▶ ABOUT THIS TASK
Please reproduce the entries below exactly, starting at the first line and ending with the line that holds "#[arg(short, long, value_enum, default_value_t".

▶ Excerpts from a dataset

use std::path::PathBuf;

use clap::{Parser, ValueEnum};

use crate::downloader::SourcePlatform;
use crate::security::InputValidator;

/// Download music from Spotify and videos or audio from YouTube
#[derive(Parser, Debug)]
#[command(name = "universal-downloader", author, version, about)]
pub struct Args {
    /// Spotify or YouTube URL; prompts interactively when omitted
    #[arg(short, long)]
    pub url: Option<String>,

    /// Output directory [default: download_path from the config file]
    #[arg(short, long)]
    pub output: Option<PathBuf>,

    /// Source platform
    #[arg(short, long, value_enum, default_value_t = PlatformArg::Auto)]
    pub platform: PlatformArg,

    /// Download audio only (YouTube)
    #[arg(long)]
    pub audio: bool,

    /// Force interactive mode
    #[arg(short, long)]
    pub interactive: bool,

    /// Enable debug logging
    #[arg(short, long)]
    pub verbose: bool,
}

#[derive(Debug, Clone, Copy, PartialEq, Eq, ValueEnum)]
pub enum PlatformArg {
    Spotify,
    Youtube,
    Auto,
}

impl PlatformArg {
    /// `Auto` defers to URL detection.
    pub fn resolve(self, url: &str) -> SourcePlatform {
        match self {
            PlatformArg::Spotify => SourcePlatform::Spotify,
            PlatformArg::Youtube => SourcePlatform::YouTube,
            PlatformArg::Auto => InputValidator::new().detect_platform(url),
        }
    }
}

impl Args {
    /// Direct mode needs a URL and no `--interactive`.
    pub fn is_direct(&self) -> bool {
        self.url.is_some() && !self.interactive
    }
}
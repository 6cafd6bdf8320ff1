pub mod input_validation;

pub use input_validation::{InputValidator, SpotifyUrlType};
use thiserror::Error;

#[derive(Error, Debug)]
pub enum AppError {
    #[error("Configuration error: {0}")]
    Config(#[from] config::ConfigError),

    #[error("IO error: {0}")]
    Io(#[from] std::io::Error),

    #[error("JSON error: {0}")]
    Json(#[from] serde_json::Error),

    #[error("HTTP error: {0}")]
    Http(#[from] reqwest::Error),

    #[error("Archive error: {0}")]
    Archive(#[from] zip::result::ZipError),

    #[error("Validation error: {0}")]
    Validation(String),

    #[error("Tool not found: {0}")]
    ToolNotFound(String),

    #[error("Download error: {0}")]
    Download(String),

    #[error("Install error: {0}")]
    Install(String),

    #[error("Probe error: {0}")]
    Probe(String),

    #[error("Interrupted by user")]
    Interrupted,
}

impl AppError {
    pub fn is_interrupted(&self) -> bool {
        matches!(self, AppError::Interrupted)
    }
}

pub type Result<T> = std::result::Result<T, AppError>;
use crate::downloader::{DownloadRequest, MediaEngine, MediaSelection, SourcePlatform, VideoFormat, VideoQuality};
use crate::runner::CommandLine;

const OUTPUT_TEMPLATE: &str = "%(title)s.%(ext)s";

/// Player clients that avoid the SABR-only web formats YouTube serves to bots.
const PLAYER_CLIENT_ARGS: &str = "youtube:player_client=android,web";

/// Drives `yt-dlp` for YouTube videos and playlists.
pub struct YtDlpEngine {
    concurrent_fragments: u8,
}

impl YtDlpEngine {
    pub fn new(concurrent_fragments: u8) -> Self {
        Self {
            concurrent_fragments: concurrent_fragments.max(1),
        }
    }

    /// `-f` selector preferring streams already in the target container.
    fn format_selector(quality: VideoQuality, format: VideoFormat) -> String {
        let height = quality
            .max_height()
            .map(|h| format!("[height<={}]", h))
            .unwrap_or_default();
        let ext = format.token();
        format!(
            "bestvideo{height}[ext={ext}]+bestaudio/best{height}[ext={ext}]/best{height}",
            height = height,
            ext = ext
        )
    }
}

impl MediaEngine for YtDlpEngine {
    fn name(&self) -> &'static str {
        "yt-dlp"
    }

    fn platform(&self) -> SourcePlatform {
        SourcePlatform::YouTube
    }

    fn build_arguments(&self, request: &DownloadRequest) -> CommandLine {
        let output = request.output_directory().join(OUTPUT_TEMPLATE);
        let playlist_flag = if request.is_playlist() {
            "--yes-playlist"
        } else {
            "--no-playlist"
        };

        let cmd = CommandLine::new(self.name())
            .arg("--concurrent-fragments")
            .arg(self.concurrent_fragments.to_string())
            .args(["--no-mtime", playlist_flag])
            .args(["--extractor-args", PLAYER_CLIENT_ARGS])
            .args(["--no-warnings", "--quiet", "--progress"])
            // Metadata: title, uploader as artist, jpg cover
            .args(["--embed-metadata", "--embed-thumbnail", "--convert-thumbnails", "jpg", "--add-metadata"])
            .args(["--parse-metadata", "title:%(title)s"])
            .args(["--parse-metadata", "uploader:%(artist)s"])
            .arg("-o")
            .arg(output.to_string_lossy());

        let cmd = match request.media() {
            MediaSelection::Audio { bitrate, format } => cmd
                .arg("-x")
                .args(["--audio-format", format.token()])
                .arg("--audio-quality")
                .arg(bitrate.map(|b| b.token()).unwrap_or("0"))
                // "Artist - Title" uploads override the uploader guess
                .args(["--parse-metadata", "title:%(artist)s - %(title)s"]),
            MediaSelection::Video { quality, format } => cmd
                .arg("-f")
                .arg(Self::format_selector(quality, format))
                .args(["--merge-output-format", format.token()]),
        };

        cmd.arg(request.url())
    }

    fn failure_hint(&self) -> &'static str {
        "pip install --upgrade yt-dlp"
    }
}

#[cfg(test)]
mod tests {
    use super::*;
    use crate::downloader::{AudioBitrate, AudioFormat};

    fn request(url: &str, media: MediaSelection) -> DownloadRequest {
        DownloadRequest::new(url, "downloads", SourcePlatform::YouTube, media).unwrap()
    }

    #[test]
    fn audio_only_with_bitrate_choice_two() {
        let media = MediaSelection::Audio {
            bitrate: AudioBitrate::from_choice(2),
            format: AudioFormat::from_choice(1).unwrap(),
        };
        let cmd = YtDlpEngine::new(4).build_arguments(&request("https://www.youtube.com/watch?v=abc", media));

        assert_eq!(cmd.count("256k"), 1);
        assert_eq!(cmd.count("mp3"), 1);
        assert_eq!(cmd.count("-x"), 1);
        assert_eq!(cmd.count("--embed-thumbnail"), 1);
        assert_eq!(cmd.value_of("--audio-format"), Some("mp3"));
        assert!(!cmd.contains("-f"));
        assert!(cmd.contains("title:%(artist)s - %(title)s"));
    }

    #[test]
    fn audio_only_defaults_to_best_quality() {
        let media = MediaSelection::Audio { bitrate: None, format: AudioFormat::Mp3 };
        let cmd = YtDlpEngine::new(4).build_arguments(&request("https://youtu.be/abc", media));
        assert_eq!(cmd.value_of("--audio-quality"), Some("0"));
    }

    #[test]
    fn playlist_marker_selects_playlist_mode() {
        let media = MediaSelection::Video { quality: VideoQuality::Best, format: VideoFormat::Mp4 };
        let engine = YtDlpEngine::new(4);

        let playlist = engine.build_arguments(&request("https://www.youtube.com/playlist?list=PL1", media));
        assert!(playlist.contains("--yes-playlist"));
        assert!(!playlist.contains("--no-playlist"));

        let single = engine.build_arguments(&request("https://www.youtube.com/watch?v=abc", media));
        assert!(single.contains("--no-playlist"));
        assert!(!single.contains("--yes-playlist"));
    }

    #[test]
    fn video_arguments_carry_format_and_quality() {
        let media = MediaSelection::Video { quality: VideoQuality::P720, format: VideoFormat::Mkv };
        let cmd = YtDlpEngine::new(8).build_arguments(&request("https://www.youtube.com/watch?v=abc", media));

        assert_eq!(cmd.program, "yt-dlp");
        assert_eq!(cmd.value_of("--concurrent-fragments"), Some("8"));
        assert_eq!(cmd.value_of("--extractor-args"), Some("youtube:player_client=android,web"));
        assert_eq!(cmd.value_of("--convert-thumbnails"), Some("jpg"));
        assert_eq!(cmd.value_of("--merge-output-format"), Some("mkv"));
        assert_eq!(
            cmd.value_of("-f"),
            Some("bestvideo[height<=720][ext=mkv]+bestaudio/best[height<=720][ext=mkv]/best[height<=720]")
        );
        assert!(cmd.contains("uploader:%(artist)s"));
        assert!(!cmd.contains("-x"));
        assert_eq!(cmd.args.last().map(String::as_str), Some("https://www.youtube.com/watch?v=abc"));
        assert!(cmd.value_of("-o").unwrap().ends_with("%(title)s.%(ext)s"));
    }

    #[test]
    fn best_quality_has_no_height_filter() {
        assert_eq!(
            YtDlpEngine::format_selector(VideoQuality::Best, VideoFormat::Mp4),
            "bestvideo[ext=mp4]+bestaudio/best[ext=mp4]/best"
        );
    }
}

▶ EXERCISE RESPONSE
use std::path::PathBuf;

use clap::{Parser, ValueEnum};

use crate::downloader::SourcePlatform;
use crate::security::InputValidator;

/// Download music from Spotify and videos or audio from YouTube
#[derive(Parser, Debug)]
#[command(name = "universal-downloader", author, version, about)]
pub struct Args {
    /// Spotify or YouTube URL; prompts interactively when omitted
    #[arg(short, long)]
    pub url: Option<String>,

    /// Output directory [default: download_path from the config file]
    #[arg(short, long)]
    pub output: Option<PathBuf>,

    /// Source platform
    #[arg(short, long, value_enum, default_value_t = PlatformArg::Auto)]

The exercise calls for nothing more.